Jake receives all the benefits of his new post as Command this week, including “the highest security clearance of any intelligence officer in the country,” information on all U.S. nuclear sites as well as B613 efforts all over the world, with no interference from the executive branch. Scott Foley does a nice job in the scene in which he explores all of this, running the gamut from elated to terrified as he considers the gravity of his new position. Olivia Pope offers plenty of interference, however, as she wants the nation’s highest security officer to take time from his day to keep tabs on her dear old dangerous dad, who has sworn vengeance on her entire romantic triangle. Fortunately, Jake points out that he doesn’t have time to run errands for all her family drama, thereby becoming more attractive by the second.

Be sure to utilize your existing network of contacts: Huckleberry Hound impersonator Hollis Doyle, former fixer of elections, is now gunning for Energy Secretary, playing both sides against Sally and Fitz. Sally is a bit off her game, as she unfortunately still has to work in the same office in which she murdered her husband. I can’t wait for her to self-destruct in some spectacular, nationally televised fashion. Fitz doesn’t even want Doyle at the donors’ dinner, but as Cyrus points out, his money’s as good as anybody’s.

And probably better than that new donation from the terrorists, as Harrison’s old frenemy with benefits Adnan Salif entices him to launder money through a Grant reelection fund. In a nice plot-twist ending, turns out she’s backed by Olivia Pope’s own evil terrorist mother. That’s Washington for you: everyone knows each other!

Identify your possible conflicts with coworkers: Huck! Loyal torturing monster now reduced to coffee delivery person, in an attempt to get back in Olivia’s good graces. Quinn! Pointless waste of space: Does she think a pro like Charlie would not notice her tailing him? Would she really shoot a pregnant person like Kerry Washington? Olivia the fixer tries to get Quinn to “come home” (Why, oh why? Guilt, probably), but Quinn can’t go back to a place of employment where one of her coworkers tortured her, since Huck licked her face “like I was a piece of meat.” That’s not an issue to come up very often in the everyday workplace, and certainly a large issue for any HR department to tackle. Fortunately for Quinn, there’s another secret organization around that could take advantage of her very off-kilter skill set.

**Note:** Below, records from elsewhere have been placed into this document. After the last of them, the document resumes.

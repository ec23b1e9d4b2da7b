// THEORY:
// This file is the main entry point for the `patch_histogram` library crate.
// It follows the standard Rust convention of using `lib.rs` to define the public
// API that will be exposed to external consumers (patch matchers, texture
// comparison tools, inpainting front ends).
//
// The primary goal is to export the `histogram` facade: the binner, the
// per-channel signature builder, the intersection score and the exporter, plus
// their data types (`Histogram`, `Region`, `HistogramConfig`, `HistogramError`).
// The `core_modules` hold one component each; `parallel_aggregator` is the
// optional multi-threaded signature builder.

pub mod core_modules;
pub mod histogram;
pub mod parallel_aggregator;
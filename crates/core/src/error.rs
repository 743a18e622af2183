use crate::{BeatId, TimeInUnits};

/// Result alias that carries the custom [`BeatMatchError`] type.
pub type Result<T> = std::result::Result<T, BeatMatchError>;

/// Common error type for the core crate.
///
/// Every variant except the I/O related ones describes a broken caller
/// contract. They are reported immediately to the caller and never retried.
#[derive(Debug, thiserror::Error)]
pub enum BeatMatchError {
    /// Peeked or popped a queue that holds no beats.
    #[error("beat queue is empty")]
    EmptyQueue,
    /// A played beat was routed to an instrument that has no matcher.
    #[error("instrument `{0}` is not part of the pattern")]
    UnknownInstrument(String),
    /// Velocities live in (0, 1]; zero means "no note".
    #[error("velocity {0} is outside (0, 1]")]
    InvalidVelocity(f32),
    /// A builder was finalised without one of its required fields.
    #[error("{0} not set")]
    MissingField(&'static str),
    #[error("duplicate beat on `{sound}` at t={time}")]
    DuplicateBeat { sound: String, time: TimeInUnits },
    #[error("beat at t={time} lies beyond the pattern end ({last})")]
    BeatOutOfRange { time: TimeInUnits, last: TimeInUnits },
    /// The id does not name a beat of the pattern.
    #[error("invalid pattern beat id: {0}")]
    InvalidPatternBeat(BeatId),
    #[error("invalid settings: {0}")]
    InvalidSettings(&'static str),
    #[error("invalid input: {0}")]
    InvalidInput(&'static str),
    #[error("session is already running")]
    AlreadyRunning,
    /// A lock guarding matcher or session state was poisoned by a panic.
    #[error("{0} has been poisoned")]
    Poisoned(&'static str),
    #[error("{0}")]
    Message(String),
    /// Wrapper around standard IO errors.
    #[error("{0}")]
    Io(#[from] std::io::Error),
    #[error("{0}")]
    Json(#[from] serde_json::Error),
}

impl BeatMatchError {
    /// Creates a new error that simply wraps the provided message.
    pub fn msg<T: Into<String>>(msg: T) -> Self {
        Self::Message(msg.into())
    }
}
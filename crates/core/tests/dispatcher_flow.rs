use std::sync::Arc;

use approx::assert_relative_eq;
use beat_matcher_core::{
    BeatId, InstrumentTable, MatchDispatcher, MatchSettings, Pattern, PatternDocument,
    PatternInfo, PerformanceSummary, SoundId, TimeInUnits, TimedBeatId, Velocity,
};

// KICK x---x---
// SNR  --x---x-
fn rock_pattern(table: &mut InstrumentTable) -> (Pattern, SoundId, SoundId) {
    let kick = table.sound("kick", "hit").unwrap();
    let snare = table.sound("snare", "hit").unwrap();
    let info = PatternInfo::builder()
        .bars_count(1)
        .beats_per_bar(4)
        .units_per_beat(TimeInUnits(2))
        .suggested_bpm(90)
        .build()
        .unwrap();

    let mut builder = Pattern::builder().info(info);
    builder.add(TimeInUnits(0), kick, Velocity::LOUD).unwrap();
    builder.add(TimeInUnits(2), snare, Velocity::MEDIUM).unwrap();
    builder.add(TimeInUnits(4), kick, Velocity::LOUD).unwrap();
    builder.add(TimeInUnits(6), snare, Velocity::MEDIUM).unwrap();
    (builder.build().unwrap(), kick, snare)
}

#[test]
fn two_loops_feed_the_performance_summary() {
    let mut table = InstrumentTable::new();
    let (pattern, kick, snare) = rock_pattern(&mut table);
    let summary = Arc::new(PerformanceSummary::new(&pattern));
    let dispatcher = MatchDispatcher::create(
        &pattern,
        MatchSettings {
            max_matching_time: 0.25,
        },
        summary.clone(),
    )
    .unwrap();

    // First pass: late kick, early snare, clean kick, snare on beat 3 skipped.
    // Second pass: everything on time.
    let hits = [
        (0.1, kick),
        (0.9, snare),
        (2.0, kick),
        (4.0, kick),
        (5.0, snare),
        (6.0, kick),
        (7.0, snare),
    ];

    let mut next_hit = 0;
    let mut ordinal = 1;
    for step in 0..=150 {
        let now = step as f32 * 0.05;
        while let Some((time, sound)) = hits.get(next_hit).copied() {
            if time > now + 1e-4 {
                break;
            }
            let beat = TimedBeatId::new(time, BeatId::played(ordinal).unwrap());
            dispatcher
                .add_beat(sound.instrument(), beat, Velocity::MEDIUM)
                .unwrap();
            ordinal += 1;
            next_hit += 1;
        }
        dispatcher.tick(now).unwrap();
    }
    assert_eq!(next_hit, hits.len());

    let window = 1.01 * 0.25;
    let first_kick = summary.beat_summary(BeatId::pattern(0)).unwrap();
    assert_eq!(first_kick.attempts, 2);
    assert_eq!(first_kick.late, Some(0.5));
    assert_relative_eq!(first_kick.average.unwrap(), 0.05 / window, epsilon = 1e-5);
    assert_relative_eq!(
        first_kick.value.unwrap(),
        (2.0 - 0.1 / window) / 2.0,
        epsilon = 1e-5
    );

    let first_snare = summary.beat_summary(BeatId::pattern(1)).unwrap();
    assert_eq!(first_snare.early, Some(0.5));
    assert_eq!(first_snare.miss, Some(0.0));

    let second_kick = summary.beat_summary(BeatId::pattern(2)).unwrap();
    assert_eq!(second_kick.attempts, 2);
    assert_relative_eq!(second_kick.value.unwrap(), 1.0, epsilon = 1e-6);

    let second_snare = summary.beat_summary(BeatId::pattern(3)).unwrap();
    assert_eq!(second_snare.attempts, 2);
    assert_eq!(second_snare.miss, Some(0.5));
    assert_relative_eq!(second_snare.average.unwrap(), 0.0, epsilon = 1e-6);
    assert_relative_eq!(second_snare.value.unwrap(), 0.5, epsilon = 1e-6);

    for instrument in dispatcher.instruments() {
        let matcher = dispatcher.matcher(instrument).unwrap();
        assert_eq!(matcher.pending_played().unwrap(), 0);
        assert_eq!(matcher.pattern_offset().unwrap(), 4.0);
    }
}

#[test]
fn missing_every_hit_only_counts_misses() {
    let mut table = InstrumentTable::new();
    let (pattern, _, _) = rock_pattern(&mut table);
    let summary = Arc::new(PerformanceSummary::new(&pattern));
    let dispatcher =
        MatchDispatcher::create(&pattern, MatchSettings::default(), summary.clone()).unwrap();

    for step in 0..=40 {
        dispatcher.tick(step as f32 * 0.25).unwrap();
    }

    for report in summary.reports().unwrap() {
        assert!(report.attempts >= 2, "beat {} attempted {}", report.id, report.attempts);
        assert_eq!(report.miss, Some(1.0));
        assert_eq!(report.value, Some(0.0));
        assert_eq!(report.average, None);
    }
    assert_eq!(summary.overall().unwrap(), Some(0.0));
}

#[test]
fn bundled_rock_pattern_loads() {
    let path = concat!(env!("CARGO_MANIFEST_DIR"), "/../../patterns/rock.json");
    let json = std::fs::read_to_string(path).unwrap();

    let mut table = InstrumentTable::new();
    let pattern = PatternDocument::from_json_str(&json)
        .unwrap()
        .into_pattern(&mut table)
        .unwrap();

    assert_eq!(pattern.len(), 13);
    assert_eq!(pattern.instruments().len(), 3);
    assert_eq!(pattern.length_in_beats(), 4.0);

    let kick = table.find_instrument("KICK").unwrap();
    let kicks = &pattern.beats_by_instrument()[&kick];
    let times: Vec<f32> = kicks.iter().map(|beat| beat.time).collect();
    assert_eq!(times, vec![0.0, 2.0, 2.5]);
}
use std::collections::HashMap;

use serde::{Deserialize, Serialize};

use crate::{BeatMatchError, Result};

/// Opaque handle to an instrument registered in an [`InstrumentTable`].
#[derive(Debug, Clone, Copy, PartialEq, Eq, Hash, PartialOrd, Ord, Serialize, Deserialize)]
pub struct InstrumentId(u16);

/// Opaque handle to a sound: one playing technique on one instrument.
#[derive(Debug, Clone, Copy, PartialEq, Eq, Hash, PartialOrd, Ord, Serialize, Deserialize)]
pub struct SoundId {
    instrument: InstrumentId,
    technique: u16,
}

impl SoundId {
    pub fn instrument(&self) -> InstrumentId {
        self.instrument
    }
}

/// Caller-owned registry that hands out instrument and sound handles.
///
/// Names are matched case-insensitively. Handles from one table are
/// meaningless in another.
#[derive(Debug, Default, Clone)]
pub struct InstrumentTable {
    instruments: Vec<String>,
    instrument_index: HashMap<String, InstrumentId>,
    techniques: HashMap<InstrumentId, Vec<String>>,
    technique_index: HashMap<(InstrumentId, String), u16>,
}

impl InstrumentTable {
    pub fn new() -> Self {
        Self::default()
    }

    /// Returns the handle for `name`, registering it on first use.
    pub fn instrument(&mut self, name: &str) -> Result<InstrumentId> {
        let key = name.to_lowercase();
        if let Some(id) = self.instrument_index.get(&key) {
            return Ok(*id);
        }

        let id = u16::try_from(self.instruments.len())
            .map(InstrumentId)
            .map_err(|_| BeatMatchError::InvalidInput("instrument table is full"))?;
        self.instruments.push(name.to_string());
        self.instrument_index.insert(key, id);
        Ok(id)
    }

    /// Returns the handle for `technique` played on `instrument`.
    pub fn sound(&mut self, instrument: &str, technique: &str) -> Result<SoundId> {
        let instrument = self.instrument(instrument)?;
        let key = (instrument, technique.to_lowercase());
        if let Some(technique) = self.technique_index.get(&key) {
            return Ok(SoundId {
                instrument,
                technique: *technique,
            });
        }

        let techniques = self.techniques.entry(instrument).or_default();
        let technique_id = u16::try_from(techniques.len()).map_err(|_| {
            BeatMatchError::InvalidInput("too many techniques for one instrument")
        })?;
        techniques.push(technique.to_string());
        self.technique_index.insert(key, technique_id);

        Ok(SoundId {
            instrument,
            technique: technique_id,
        })
    }

    /// Looks up an already registered instrument without registering it.
    pub fn find_instrument(&self, name: &str) -> Option<InstrumentId> {
        self.instrument_index.get(&name.to_lowercase()).copied()
    }

    pub fn instrument_name(&self, id: InstrumentId) -> Option<&str> {
        self.instruments.get(id.0 as usize).map(String::as_str)
    }

    /// Display name of a sound, `instrument.technique`.
    pub fn sound_name(&self, sound: SoundId) -> Option<String> {
        let instrument = self.instrument_name(sound.instrument)?;
        let technique = self
            .techniques
            .get(&sound.instrument)?
            .get(sound.technique as usize)?;
        Some(format!("{instrument}.{technique}"))
    }

    pub fn len(&self) -> usize {
        self.instruments.len()
    }

    pub fn is_empty(&self) -> bool {
        self.instruments.is_empty()
    }
}

#[cfg(test)]
mod tests {
    use super::*;

    #[test]
    fn interns_names_case_insensitively() {
        let mut table = InstrumentTable::new();
        let snare = table.instrument("Snare").unwrap();
        let kick = table.instrument("kick").unwrap();

        assert_eq!(table.instrument("SNARE").unwrap(), snare);
        assert_ne!(snare, kick);
        assert_eq!(table.len(), 2);
        assert_eq!(table.instrument_name(snare), Some("Snare"));
        assert_eq!(table.find_instrument("KICK"), Some(kick));
        assert_eq!(table.find_instrument("ride"), None);
    }

    #[test]
    fn sounds_share_their_instrument() {
        let mut table = InstrumentTable::new();
        let open = table.sound("hihat", "open").unwrap();
        let closed = table.sound("HiHat", "closed").unwrap();

        assert_ne!(open, closed);
        assert_eq!(open.instrument(), closed.instrument());
        assert_eq!(table.sound("hihat", "OPEN").unwrap(), open);
        assert_eq!(table.sound_name(closed).as_deref(), Some("hihat.closed"));
    }

    #[test]
    fn handles_never_alias_when_the_table_is_full() {
        let mut table = InstrumentTable::new();
        for index in 0..=u16::MAX as u32 {
            table.instrument(&format!("drum-{index}")).unwrap();
        }
        assert_eq!(table.len(), u16::MAX as usize + 1);

        assert!(matches!(
            table.instrument("one too many"),
            Err(BeatMatchError::InvalidInput(_))
        ));
        assert_eq!(table.len(), u16::MAX as usize + 1);
        assert_eq!(table.find_instrument("one too many"), None);

        for index in 0..=u16::MAX as u32 {
            table.sound("drum-0", &format!("stroke-{index}")).unwrap();
        }
        assert!(matches!(
            table.sound("drum-0", "one too many"),
            Err(BeatMatchError::InvalidInput(_))
        ));
        assert!(table.sound("drum-0", "stroke-7").is_ok());
    }
}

Find a need to be filled in your desired place of employment: So Quinn, of all people, realizes that Charlie likes killing people better than he likes computers, and then improbably finds some information for B613 that even B613 didn’t know (Bergen conspiring with Rowan Pope). Her Huck hacker training is possibly finally cracking that glass ceiling to get her into the super-secret spy organization, which Olivia predicts will destroy her.

So there you have it: all the tools you will need to succeed in the world of Scandal. Granted, it will undoubtedly destroy your personal life, and you may never feel safe again, but such is the price of power. And protecting the republic! Whatever that is!